═══ Data provided

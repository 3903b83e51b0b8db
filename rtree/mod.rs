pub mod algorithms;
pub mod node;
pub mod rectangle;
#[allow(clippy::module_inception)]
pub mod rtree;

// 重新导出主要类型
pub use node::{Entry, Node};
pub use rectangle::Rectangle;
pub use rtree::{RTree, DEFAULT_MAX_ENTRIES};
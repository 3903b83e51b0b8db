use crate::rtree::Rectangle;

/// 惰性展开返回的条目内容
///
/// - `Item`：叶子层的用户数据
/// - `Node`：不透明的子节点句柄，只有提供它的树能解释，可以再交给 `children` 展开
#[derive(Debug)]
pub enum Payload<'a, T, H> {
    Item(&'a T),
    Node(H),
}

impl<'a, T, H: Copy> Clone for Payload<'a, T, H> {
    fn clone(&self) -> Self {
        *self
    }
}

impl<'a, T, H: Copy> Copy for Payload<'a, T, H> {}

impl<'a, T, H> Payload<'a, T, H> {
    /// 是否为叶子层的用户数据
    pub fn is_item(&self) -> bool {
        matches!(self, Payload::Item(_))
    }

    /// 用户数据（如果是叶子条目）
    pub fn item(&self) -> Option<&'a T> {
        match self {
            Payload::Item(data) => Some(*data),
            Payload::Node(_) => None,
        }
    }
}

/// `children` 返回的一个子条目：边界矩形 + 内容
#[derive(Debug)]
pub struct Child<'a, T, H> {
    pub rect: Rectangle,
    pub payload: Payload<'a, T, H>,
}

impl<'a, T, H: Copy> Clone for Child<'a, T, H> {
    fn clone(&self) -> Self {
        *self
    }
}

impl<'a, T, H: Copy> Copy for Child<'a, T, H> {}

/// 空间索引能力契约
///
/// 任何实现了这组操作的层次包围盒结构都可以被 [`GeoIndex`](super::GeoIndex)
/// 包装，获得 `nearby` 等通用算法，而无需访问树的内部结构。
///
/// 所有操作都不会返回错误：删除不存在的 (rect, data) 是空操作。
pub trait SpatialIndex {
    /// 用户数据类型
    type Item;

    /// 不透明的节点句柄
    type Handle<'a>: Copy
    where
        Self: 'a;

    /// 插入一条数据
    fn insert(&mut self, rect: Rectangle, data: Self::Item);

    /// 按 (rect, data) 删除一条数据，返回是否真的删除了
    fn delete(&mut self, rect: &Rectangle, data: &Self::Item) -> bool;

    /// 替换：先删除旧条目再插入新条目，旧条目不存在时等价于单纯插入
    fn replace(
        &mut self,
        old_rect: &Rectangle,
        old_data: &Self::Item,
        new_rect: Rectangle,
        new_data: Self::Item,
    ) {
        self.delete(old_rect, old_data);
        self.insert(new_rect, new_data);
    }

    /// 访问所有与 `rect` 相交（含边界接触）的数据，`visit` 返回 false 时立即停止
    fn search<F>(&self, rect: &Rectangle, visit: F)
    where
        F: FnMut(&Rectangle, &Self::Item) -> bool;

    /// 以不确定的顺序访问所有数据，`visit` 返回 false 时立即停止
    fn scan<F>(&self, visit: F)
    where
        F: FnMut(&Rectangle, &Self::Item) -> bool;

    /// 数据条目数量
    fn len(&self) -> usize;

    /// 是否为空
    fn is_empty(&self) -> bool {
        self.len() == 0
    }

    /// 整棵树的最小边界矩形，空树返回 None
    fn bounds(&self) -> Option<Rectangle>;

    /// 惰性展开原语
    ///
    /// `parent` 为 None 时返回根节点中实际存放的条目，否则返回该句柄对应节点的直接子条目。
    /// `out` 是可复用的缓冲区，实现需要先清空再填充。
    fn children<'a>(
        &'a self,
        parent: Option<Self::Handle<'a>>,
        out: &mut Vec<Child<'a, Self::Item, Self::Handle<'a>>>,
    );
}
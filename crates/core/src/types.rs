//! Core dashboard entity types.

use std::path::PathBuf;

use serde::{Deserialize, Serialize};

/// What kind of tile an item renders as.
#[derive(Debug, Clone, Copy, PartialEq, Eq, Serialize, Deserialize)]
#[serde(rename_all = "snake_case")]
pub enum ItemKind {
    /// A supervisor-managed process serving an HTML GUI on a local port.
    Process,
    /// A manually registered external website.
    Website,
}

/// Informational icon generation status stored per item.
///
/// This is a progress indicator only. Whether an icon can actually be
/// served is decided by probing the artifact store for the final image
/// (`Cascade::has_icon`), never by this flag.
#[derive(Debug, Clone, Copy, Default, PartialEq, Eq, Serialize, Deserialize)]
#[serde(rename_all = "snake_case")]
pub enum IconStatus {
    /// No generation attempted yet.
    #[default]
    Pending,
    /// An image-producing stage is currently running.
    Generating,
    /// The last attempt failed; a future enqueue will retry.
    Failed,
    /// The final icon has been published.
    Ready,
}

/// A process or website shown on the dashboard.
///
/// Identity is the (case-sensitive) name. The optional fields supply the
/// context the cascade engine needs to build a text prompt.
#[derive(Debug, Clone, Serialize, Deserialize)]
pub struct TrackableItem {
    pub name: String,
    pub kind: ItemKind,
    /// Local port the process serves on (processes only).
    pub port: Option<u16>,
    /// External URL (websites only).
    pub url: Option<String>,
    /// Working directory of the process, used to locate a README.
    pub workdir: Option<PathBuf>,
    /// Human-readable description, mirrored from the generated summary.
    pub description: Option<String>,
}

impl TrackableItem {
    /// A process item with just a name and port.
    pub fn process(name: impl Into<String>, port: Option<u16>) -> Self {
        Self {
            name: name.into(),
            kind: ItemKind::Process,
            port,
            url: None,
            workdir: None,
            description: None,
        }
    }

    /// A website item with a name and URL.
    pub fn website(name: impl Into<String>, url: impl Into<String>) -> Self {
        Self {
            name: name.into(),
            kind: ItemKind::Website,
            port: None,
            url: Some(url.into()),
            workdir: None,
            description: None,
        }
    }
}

══════

» **What is required**
Reproduce each entry above exactly, keeping every character.

» **Solution to this task**
repository 3903b83e51b0b8db
filename rtree/mod.rs
pub mod algorithms;
pub mod node;
pub mod rectangle;
#[allow(clippy::module_inception)]
pub mod rtree;

// 重新导出主要类型
pub use node::{Entry, Node};
pub use rectangle::Rectangle;
pub use rtree::{RTree, DEFAULT_MAX_ENTRIES};
repository 3903b83e51b0b8db
use crate::rtree::Rectangle;

/// 惰性展开返回的条目内容
///
/// - `Item`：叶子层的用户数据
/// - `Node`：不透明的子节点句柄，只有提供它的树能解释，可以再交给 `children` 展开
#[derive(Debug)]
pub enum Payload<'a, T, H> {
    Item(&'a T),
    Node(H),
}

impl<'a, T, H: Copy> Clone for Payload<'a, T, H> {
    fn clone(&self) -> Self {
        *self
    }
}

impl<'a, T, H: Copy> Copy for Payload<'a, T, H> {}

impl<'a, T, H> Payload<'a, T, H> {
    /// 是否为叶子层的用户数据
    pub fn is_item(&self) -> bool {
        matches!(self, Payload::Item(_))
    }

    /// 用户数据（如果是叶子条目）
    pub fn item(&self) -> Option<&'a T> {
        match self {
            Payload::Item(data) => Some(*data),
            Payload::Node(_) => None,
        }
    }
}

/// `children` 返回的一个子条目：边界矩形 + 内容
#[derive(Debug)]
pub struct Child<'a, T, H> {
    pub rect: Rectangle,
    pub payload: Payload<'a, T, H>,
}

impl<'a, T, H: Copy> Clone for Child<'a, T, H> {
    fn clone(&self) -> Self {
        *self
    }
}

impl<'a, T, H: Copy> Copy for Child<'a, T, H> {}

/// 空间索引能力契约
///
/// 任何实现了这组操作的层次包围盒结构都可以被 [`GeoIndex`](super::GeoIndex)
/// 包装，获得 `nearby` 等通用算法，而无需访问树的内部结构。
///
/// 所有操作都不会返回错误：删除不存在的 (rect, data) 是空操作。
pub trait SpatialIndex {
    /// 用户数据类型
    type Item;

    /// 不透明的节点句柄
    type Handle<'a>: Copy
    where
        Self: 'a;

    /// 插入一条数据
    fn insert(&mut self, rect: Rectangle, data: Self::Item);

    /// 按 (rect, data) 删除一条数据，返回是否真的删除了
    fn delete(&mut self, rect: &Rectangle, data: &Self::Item) -> bool;

    /// 替换：先删除旧条目再插入新条目，旧条目不存在时等价于单纯插入
    fn replace(
        &mut self,
        old_rect: &Rectangle,
        old_data: &Self::Item,
        new_rect: Rectangle,
        new_data: Self::Item,
    ) {
        self.delete(old_rect, old_data);
        self.insert(new_rect, new_data);
    }

    /// 访问所有与 `rect` 相交（含边界接触）的数据，`visit` 返回 false 时立即停止
    fn search<F>(&self, rect: &Rectangle, visit: F)
    where
        F: FnMut(&Rectangle, &Self::Item) -> bool;

    /// 以不确定的顺序访问所有数据，`visit` 返回 false 时立即停止
    fn scan<F>(&self, visit: F)
    where
        F: FnMut(&Rectangle, &Self::Item) -> bool;

    /// 数据条目数量
    fn len(&self) -> usize;

    /// 是否为空
    fn is_empty(&self) -> bool {
        self.len() == 0
    }

    /// 整棵树的最小边界矩形，空树返回 None
    fn bounds(&self) -> Option<Rectangle>;

    /// 惰性展开原语
    ///
    /// `parent` 为 None 时返回根节点中实际存放的条目，否则返回该句柄对应节点的直接子条目。
    /// `out` 是可复用的缓冲区，实现需要先清空再填充。
    fn children<'a>(
        &'a self,
        parent: Option<Self::Handle<'a>>,
        out: &mut Vec<Child<'a, Self::Item, Self::Handle<'a>>>,
    );
}
filename crates/core/src/types.rs
//! Core dashboard entity types.

use std::path::PathBuf;

use serde::{Deserialize, Serialize};

/// What kind of tile an item renders as.
#[derive(Debug, Clone, Copy, PartialEq, Eq, Serialize, Deserialize)]
#[serde(rename_all = "snake_case")]
pub enum ItemKind {
    /// A supervisor-managed process serving an HTML GUI on a local port.
    Process,
    /// A manually registered external website.
    Website,
}

/// Informational icon generation status stored per item.
///
/// This is a progress indicator only. Whether an icon can actually be
/// served is decided by probing the artifact store for the final image
/// (`Cascade::has_icon`), never by this flag.
#[derive(Debug, Clone, Copy, Default, PartialEq, Eq, Serialize, Deserialize)]
#[serde(rename_all = "snake_case")]
pub enum IconStatus {
    /// No generation attempted yet.
    #[default]
    Pending,
    /// An image-producing stage is currently running.
    Generating,
    /// The last attempt failed; a future enqueue will retry.
    Failed,
    /// The final icon has been published.
    Ready,
}

/// A process or website shown on the dashboard.
///
/// Identity is the (case-sensitive) name. The optional fields supply the
/// context the cascade engine needs to build a text prompt.
#[derive(Debug, Clone, Serialize, Deserialize)]
pub struct TrackableItem {
    pub name: String,
    pub kind: ItemKind,
    /// Local port the process serves on (processes only).
    pub port: Option<u16>,
    /// External URL (websites only).
    pub url: Option<String>,
    /// Working directory of the process, used to locate a README.
    pub workdir: Option<PathBuf>,
    /// Human-readable description, mirrored from the generated summary.
    pub description: Option<String>,
}

impl TrackableItem {
    /// A process item with just a name and port.
    pub fn process(name: impl Into<String>, port: Option<u16>) -> Self {
        Self {
            name: name.into(),
            kind: ItemKind::Process,
            port,
            url: None,
            workdir: None,
            description: None,
        }
    }

    /// A website item with a name and URL.
    pub fn website(name: impl Into<String>, url: impl Into<String>) -> Self {
        Self {
            name: name.into(),
            kind: ItemKind::Website,
            port: None,
            url: Some(url.into()),
            workdir: None,
            description: None,
        }
    }
}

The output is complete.